ACTIVITY: Look through the material below and count the lines that hold "super". Give that number by itself.

TASK INPUTS:
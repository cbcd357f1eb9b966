//! Candidate pool snapshot.

use serde::{Deserialize, Serialize};
use std::collections::HashMap;
use tracing::warn;

use super::Candidate;

/// What to do when two directory rows normalize to the same name.
#[derive(Debug, Clone, Copy, Default, PartialEq, Eq, Serialize, Deserialize)]
#[serde(rename_all = "kebab-case")]
pub enum DuplicateNamePolicy {
    /// Keep the first row; ignore later ones.
    #[default]
    FirstWins,
    /// Keep the last row, at the position of the first.
    LastWins,
    /// Keep the first row, and fail request validation.
    Reject,
}

/// A deduplicated snapshot of eligible people.
///
/// Preserves directory order. Names are unique within a pool, including
/// pools read back from JSON.
#[derive(Debug, Clone, Default, Serialize, Deserialize)]
#[serde(from = "PoolRows")]
pub struct CandidatePool {
    candidates: Vec<Candidate>,
    policy: DuplicateNamePolicy,
    duplicates: Vec<String>,
}

impl CandidatePool {
    /// Builds a pool with [`DuplicateNamePolicy::FirstWins`].
    pub fn new(rows: Vec<Candidate>) -> Self {
        Self::with_policy(rows, DuplicateNamePolicy::default())
    }

    /// Builds a pool, resolving duplicate names with `policy`.
    ///
    /// Names are re-normalized first. Rows with an empty name are skipped.
    pub fn with_policy(rows: Vec<Candidate>, policy: DuplicateNamePolicy) -> Self {
        let mut candidates: Vec<Candidate> = Vec::with_capacity(rows.len());
        let mut index: HashMap<String, usize> = HashMap::new();
        let mut duplicates = Vec::new();

        for row in rows.into_iter().map(Candidate::normalized) {
            if row.name.is_empty() {
                warn!(cohort = %row.cohort, "skipping directory row with empty name");
                continue;
            }
            match index.get(&row.name) {
                Some(&pos) => {
                    if !duplicates.contains(&row.name) {
                        duplicates.push(row.name.clone());
                    }
                    if policy == DuplicateNamePolicy::LastWins {
                        candidates[pos] = row;
                    }
                }
                None => {
                    index.insert(row.name.clone(), candidates.len());
                    candidates.push(row);
                }
            }
        }

        if !duplicates.is_empty() {
            warn!(count = duplicates.len(), ?policy, "duplicate names in candidate pool");
        }

        Self {
            candidates,
            policy,
            duplicates,
        }
    }

    /// Candidates in directory order.
    pub fn candidates(&self) -> &[Candidate] {
        &self.candidates
    }

    /// Names that appeared on more than one row.
    pub fn duplicates(&self) -> &[String] {
        &self.duplicates
    }

    /// Duplicate-resolution policy used to build this pool.
    pub fn policy(&self) -> DuplicateNamePolicy {
        self.policy
    }

    /// Looks up a candidate by normalized name.
    pub fn get(&self, name: &str) -> Option<&Candidate> {
        self.candidates.iter().find(|c| c.name == name)
    }

    /// Number of candidates.
    pub fn len(&self) -> usize {
        self.candidates.len()
    }

    /// Whether the pool is empty.
    pub fn is_empty(&self) -> bool {
        self.candidates.is_empty()
    }

    /// Iterates over candidates in directory order.
    pub fn iter(&self) -> impl Iterator<Item = &Candidate> {
        self.candidates.iter()
    }
}

#[derive(Deserialize)]
struct PoolRows {
    candidates: Vec<Candidate>,
    #[serde(default)]
    policy: DuplicateNamePolicy,
}

impl From<PoolRows> for CandidatePool {
    fn from(rows: PoolRows) -> Self {
        Self::with_policy(rows.candidates, rows.policy)
    }
}

impl FromIterator<Candidate> for CandidatePool {
    fn from_iter<I: IntoIterator<Item = Candidate>>(iter: I) -> Self {
        Self::new(iter.into_iter().collect())
    }
}
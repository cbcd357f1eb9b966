//! Candidate (person) model.
//!
//! A candidate is one row of the personnel directory, flattened by the
//! caller from whatever backend holds it. The normalized full name is the
//! identity key used for deduplication, exclusion and locking.

use serde::{Deserialize, Deserializer, Serialize};
use std::collections::BTreeSet;

use super::CohortKey;

/// A person who may be placed on a duty roster.
///
/// All tag fields are free text as supplied by the directory. Matching
/// against constraint lists trims surrounding whitespace.
///
/// Deserialization always recomputes `name` from `first_name` and
/// `last_name`; a supplied `name` is only used when both are blank.
#[derive(Debug, Clone, PartialEq, Serialize, Deserialize)]
#[serde(from = "CandidateRow")]
pub struct Candidate {
    /// Normalized "first last" name. Identity key.
    pub name: String,
    /// First name as supplied.
    pub first_name: String,
    /// Last name as supplied.
    pub last_name: String,
    /// Rank or title (e.g., "นนร.").
    pub rank: String,
    /// Cohort-year tag as supplied. May contain Thai numerals.
    pub cohort: String,
    /// Affiliation group (battalion, company, department).
    pub affiliation: String,
    /// Administrative-duty tag.
    pub admin_duty: String,
    /// Athlete tag.
    pub athlete: String,
    /// Academic grade tag (e.g., "B+").
    pub grade: String,
    /// Height in centimetres. `None` when the source value was unparsable.
    pub height_cm: Option<f64>,
    /// Number of times this person has already been assigned.
    pub times_assigned: u32,
    /// Position or role tag.
    pub position: String,
    /// Club tag.
    pub club: String,
}

impl Candidate {
    /// Creates a candidate from first and last name.
    pub fn new(first_name: impl Into<String>, last_name: impl Into<String>) -> Self {
        let first_name = first_name.into();
        let last_name = last_name.into();
        Self {
            name: normalize_name(&first_name, &last_name),
            first_name,
            last_name,
            rank: String::new(),
            cohort: String::new(),
            affiliation: String::new(),
            admin_duty: String::new(),
            athlete: String::new(),
            grade: String::new(),
            height_cm: None,
            times_assigned: 0,
            position: String::new(),
            club: String::new(),
        }
    }

    /// Creates a candidate from a single full-name string.
    ///
    /// The first whitespace-separated token becomes the first name and the
    /// remainder the last name.
    pub fn from_full_name(full_name: &str) -> Self {
        let normalized = normalize_full_name(full_name);
        let (first, last) = normalized
            .split_once(' ')
            .unwrap_or((normalized.as_str(), ""));
        Self::new(first, last)
    }

    /// Sets the rank/title.
    pub fn with_rank(mut self, rank: impl Into<String>) -> Self {
        self.rank = rank.into();
        self
    }

    /// Sets the cohort-year tag.
    pub fn with_cohort(mut self, cohort: impl Into<String>) -> Self {
        self.cohort = cohort.into();
        self
    }

    /// Sets the affiliation group.
    pub fn with_affiliation(mut self, affiliation: impl Into<String>) -> Self {
        self.affiliation = affiliation.into();
        self
    }

    /// Sets the administrative-duty tag.
    pub fn with_admin_duty(mut self, admin_duty: impl Into<String>) -> Self {
        self.admin_duty = admin_duty.into();
        self
    }

    /// Sets the athlete tag.
    pub fn with_athlete(mut self, athlete: impl Into<String>) -> Self {
        self.athlete = athlete.into();
        self
    }

    /// Sets the academic grade tag.
    pub fn with_grade(mut self, grade: impl Into<String>) -> Self {
        self.grade = grade.into();
        self
    }

    /// Sets the height in centimetres.
    pub fn with_height(mut self, height_cm: f64) -> Self {
        self.height_cm = Some(height_cm);
        self
    }

    /// Sets the height from free text (see [`parse_height`]).
    pub fn with_height_text(mut self, text: &str) -> Self {
        self.height_cm = parse_height(text);
        self
    }

    /// Sets the "times assigned" statistic.
    pub fn with_times_assigned(mut self, times: u32) -> Self {
        self.times_assigned = times;
        self
    }

    /// Sets the position/role tag.
    pub fn with_position(mut self, position: impl Into<String>) -> Self {
        self.position = position.into();
        self
    }

    /// Sets the club tag.
    pub fn with_club(mut self, club: impl Into<String>) -> Self {
        self.club = club.into();
        self
    }

    /// Parsed cohort key, or `None` if the tag is not a cohort number.
    pub fn cohort_key(&self) -> Option<CohortKey> {
        CohortKey::parse(&self.cohort)
    }

    /// Recomputes the identity key from the name parts.
    ///
    /// Falls back to normalizing `name` itself when both parts are blank.
    pub fn normalized(mut self) -> Self {
        let from_parts = normalize_name(&self.first_name, &self.last_name);
        self.name = if from_parts.is_empty() {
            normalize_full_name(&self.name)
        } else {
            from_parts
        };
        self
    }
}

/// Wire form of a directory row. Every field is optional.
#[derive(Debug, Default, Deserialize)]
#[serde(default)]
struct CandidateRow {
    name: String,
    first_name: String,
    last_name: String,
    rank: String,
    cohort: String,
    affiliation: String,
    admin_duty: String,
    athlete: String,
    grade: String,
    height_cm: Option<f64>,
    times_assigned: u32,
    position: String,
    club: String,
}

impl From<CandidateRow> for Candidate {
    fn from(row: CandidateRow) -> Self {
        Candidate {
            name: row.name,
            first_name: row.first_name,
            last_name: row.last_name,
            rank: row.rank,
            cohort: row.cohort,
            affiliation: row.affiliation,
            admin_duty: row.admin_duty,
            athlete: row.athlete,
            grade: row.grade,
            height_cm: row.height_cm,
            times_assigned: row.times_assigned,
            position: row.position,
            club: row.club,
        }
        .normalized()
    }
}

/// Deserializes a list of raw full names into a normalized set.
///
/// Blank names are dropped.
pub(crate) fn deserialize_names<'de, D>(deserializer: D) -> Result<BTreeSet<String>, D::Error>
where
    D: Deserializer<'de>,
{
    let raw = Vec::<String>::deserialize(deserializer)?;
    Ok(raw
        .into_iter()
        .map(|name| normalize_full_name(&name))
        .filter(|name| !name.is_empty())
        .collect())
}

/// Joins first and last name into the identity key.
///
/// Each part is trimmed and internal whitespace runs collapse to one space.
pub fn normalize_name(first: &str, last: &str) -> String {
    let first = normalize_full_name(first);
    let last = normalize_full_name(last);
    match (first.is_empty(), last.is_empty()) {
        (true, _) => last,
        (false, true) => first,
        (false, false) => format!("{first} {last}"),
    }
}

/// Normalizes a full-name string the same way as [`normalize_name`].
pub fn normalize_full_name(name: &str) -> String {
    name.split_whitespace().collect::<Vec<_>>().join(" ")
}

/// Converts Thai digits (`๐`..`๙`) to ASCII digits; other chars pass through.
pub fn normalize_digits(text: &str) -> String {
    text.chars()
        .map(|c| match c {
            '\u{0E50}'..='\u{0E59}' => {
                char::from(b'0' + (c as u32 - 0x0E50) as u8)
            }
            _ => c,
        })
        .collect()
}

/// Parses a height from free text.
///
/// Takes the first decimal number found (Thai digits allowed), so
/// `"175 cm"`, `"สูง 170.5"` and `"180"` all parse. Returns `None` when
/// no number is present.
pub fn parse_height(text: &str) -> Option<f64> {
    let text = normalize_digits(text);
    let start = text.find(|c: char| c.is_ascii_digit())?;
    let mut end = start;
    let mut seen_dot = false;
    for (i, c) in text[start..].char_indices() {
        if c.is_ascii_digit() {
            end = start + i + 1;
        } else if c == '.' && !seen_dot {
            seen_dot = true;
        } else {
            break;
        }
    }
    text[start..end].parse().ok()
}
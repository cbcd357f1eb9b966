//! Built-in ranking policies.
//!
//! # Policies
//!
//! - **GradeWeighted**: weakest grade first, random within a grade
//! - **Uniform**: plain random order
//! - **LeastAssigned**: fewest past assignments first, random within a count
//!
//! All policies are stable with respect to input order before shuffling,
//! so a fixed seed reproduces the same ranking.

use rand::RngCore;

use super::grade::grade_priority;
use super::shuffle::{fisher_yates, shuffle_runs};
use super::RankingPolicy;
use crate::models::Candidate;

/// Grade-weighted ranking.
///
/// Buckets candidates by [`grade_priority`] and shuffles each bucket.
#[derive(Debug, Clone, Copy, Default)]
pub struct GradeWeighted;

impl RankingPolicy for GradeWeighted {
    fn name(&self) -> &'static str {
        "grade-weighted"
    }

    fn rank<'a>(
        &self,
        mut candidates: Vec<&'a Candidate>,
        rng: &mut dyn RngCore,
    ) -> Vec<&'a Candidate> {
        candidates.sort_by_key(|c| grade_priority(&c.grade));
        shuffle_runs(&mut candidates, rng, |c| grade_priority(&c.grade));
        candidates
    }

    fn description(&self) -> &'static str {
        "Weakest academic grade first, random within a grade"
    }
}

/// Uniform random ranking.
#[derive(Debug, Clone, Copy, Default)]
pub struct Uniform;

impl RankingPolicy for Uniform {
    fn name(&self) -> &'static str {
        "uniform"
    }

    fn rank<'a>(
        &self,
        mut candidates: Vec<&'a Candidate>,
        rng: &mut dyn RngCore,
    ) -> Vec<&'a Candidate> {
        fisher_yates(&mut candidates, rng);
        candidates
    }

    fn description(&self) -> &'static str {
        "Uniform random order"
    }
}

/// Load-spreading ranking.
///
/// Candidates with the lowest "times assigned" count come first.
#[derive(Debug, Clone, Copy, Default)]
pub struct LeastAssigned;

impl RankingPolicy for LeastAssigned {
    fn name(&self) -> &'static str {
        "least-assigned"
    }

    fn rank<'a>(
        &self,
        mut candidates: Vec<&'a Candidate>,
        rng: &mut dyn RngCore,
    ) -> Vec<&'a Candidate> {
        candidates.sort_by_key(|c| c.times_assigned);
        shuffle_runs(&mut candidates, rng, |c| c.times_assigned);
        candidates
    }

    fn description(&self) -> &'static str {
        "Fewest past assignments first, random within a count"
    }
}
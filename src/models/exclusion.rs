//! Exclusion sets and locked entries.

use serde::{Deserialize, Serialize};
use std::collections::BTreeSet;

use super::candidate::{deserialize_names, normalize_full_name};
use super::Candidate;

/// A set of normalized full names that must never be newly allocated.
///
/// Built by the caller from uploaded sheets or earlier roster drafts.
/// Sets only grow; combining sources is a plain union.
#[derive(Debug, Clone, Default, PartialEq, Eq, Serialize, Deserialize)]
#[serde(default)]
pub struct ExclusionSet {
    /// Where the names came from (sheet name, draft label).
    pub source: String,
    #[serde(deserialize_with = "deserialize_names")]
    names: BTreeSet<String>,
}

impl ExclusionSet {
    /// Creates an empty set tagged with a source label.
    pub fn new(source: impl Into<String>) -> Self {
        Self {
            source: source.into(),
            names: BTreeSet::new(),
        }
    }

    /// Creates a set from raw full-name strings.
    pub fn from_names<I, S>(source: impl Into<String>, names: I) -> Self
    where
        I: IntoIterator<Item = S>,
        S: AsRef<str>,
    {
        let mut set = Self::new(source);
        for name in names {
            set.insert(name.as_ref());
        }
        set
    }

    /// Adds a raw full name. Blank names are ignored.
    pub fn insert(&mut self, raw_name: &str) -> bool {
        let name = normalize_full_name(raw_name);
        if name.is_empty() {
            return false;
        }
        self.names.insert(name)
    }

    /// Builder form of [`ExclusionSet::insert`].
    pub fn with_name(mut self, raw_name: &str) -> Self {
        self.insert(raw_name);
        self
    }

    /// Whether a normalized name is in the set.
    pub fn contains(&self, name: &str) -> bool {
        self.names.contains(name)
    }

    /// Merges another set into this one.
    pub fn extend(&mut self, other: &ExclusionSet) {
        self.names.extend(other.names.iter().cloned());
    }

    /// Union of any number of sets.
    pub fn union<'a, I>(sets: I) -> Self
    where
        I: IntoIterator<Item = &'a ExclusionSet>,
    {
        let mut merged = Self::new("union");
        for set in sets {
            merged.extend(set);
        }
        merged
    }

    /// Number of names.
    pub fn len(&self) -> usize {
        self.names.len()
    }

    /// Whether the set is empty.
    pub fn is_empty(&self) -> bool {
        self.names.is_empty()
    }

    /// Names in sorted order.
    pub fn iter(&self) -> impl Iterator<Item = &str> {
        self.names.iter().map(String::as_str)
    }
}

/// A person the caller has already committed to the roster.
///
/// Locked entries bypass filtering and ranking and keep their relative
/// order in the final roster.
#[derive(Debug, Clone, PartialEq, Serialize, Deserialize)]
#[serde(from = "LockedRow")]
pub struct LockedEntry {
    /// The committed person.
    pub candidate: Candidate,
}

impl LockedEntry {
    /// Locks a candidate. The name is re-normalized.
    pub fn new(candidate: Candidate) -> Self {
        Self {
            candidate: candidate.normalized(),
        }
    }

    /// Normalized name of the locked person.
    pub fn name(&self) -> &str {
        &self.candidate.name
    }
}

impl From<Candidate> for LockedEntry {
    fn from(candidate: Candidate) -> Self {
        Self::new(candidate)
    }
}

#[derive(Deserialize)]
struct LockedRow {
    candidate: Candidate,
}

impl From<LockedRow> for LockedEntry {
    fn from(row: LockedRow) -> Self {
        Self::new(row.candidate)
    }
}

#[cfg(test)]
mod tests {
    use super::*;

    #[test]
    fn test_insert_normalizes() {
        let set = ExclusionSet::from_names("sheet1", ["  Somchai   Jaidee ", "", "Anan Dee"]);
        assert_eq!(set.len(), 2);
        assert!(set.contains("Somchai Jaidee"));
        assert!(!set.contains("  Somchai   Jaidee "));
    }

    #[test]
    fn test_union_is_additive() {
        let a = ExclusionSet::from_names("a", ["X One", "Y Two"]);
        let b = ExclusionSet::from_names("b", ["Y Two", "Z Three"]);
        let merged = ExclusionSet::union([&a, &b]);
        assert_eq!(merged.len(), 3);
        assert_eq!(merged.iter().collect::<Vec<_>>(), ["X One", "Y Two", "Z Three"]);
    }

    #[test]
    fn test_union_of_nothing() {
        let merged = ExclusionSet::union(std::iter::empty::<&ExclusionSet>());
        assert!(merged.is_empty());
    }

    #[test]
    fn test_deserialize_normalizes_names() {
        let set: ExclusionSet =
            serde_json::from_str(r#"{"source": "leave", "names": ["Anan  Dee", " ", " Boon Mee"]}"#)
                .unwrap();
        assert_eq!(set.len(), 2);
        assert!(set.contains("Anan Dee"));
        assert!(set.contains("Boon Mee"));
    }

    #[test]
    fn test_locked_entry_renormalizes() {
        let mut person = Candidate::new("Anan", "Dee");
        person.name = "Anan  Dee".to_string();
        assert_eq!(LockedEntry::new(person).name(), "Anan Dee");

        let locked: LockedEntry =
            serde_json::from_str(r#"{"candidate": {"name": "Anan  Dee"}}"#).unwrap();
        assert_eq!(locked.name(), "Anan Dee");
    }

    #[test]
    fn test_locked_entry_name() {
        let locked = LockedEntry::from(Candidate::new("Anan", "Dee"));
        assert_eq!(locked.name(), "Anan Dee");
    }
}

EXERCISE SOLUTION: 8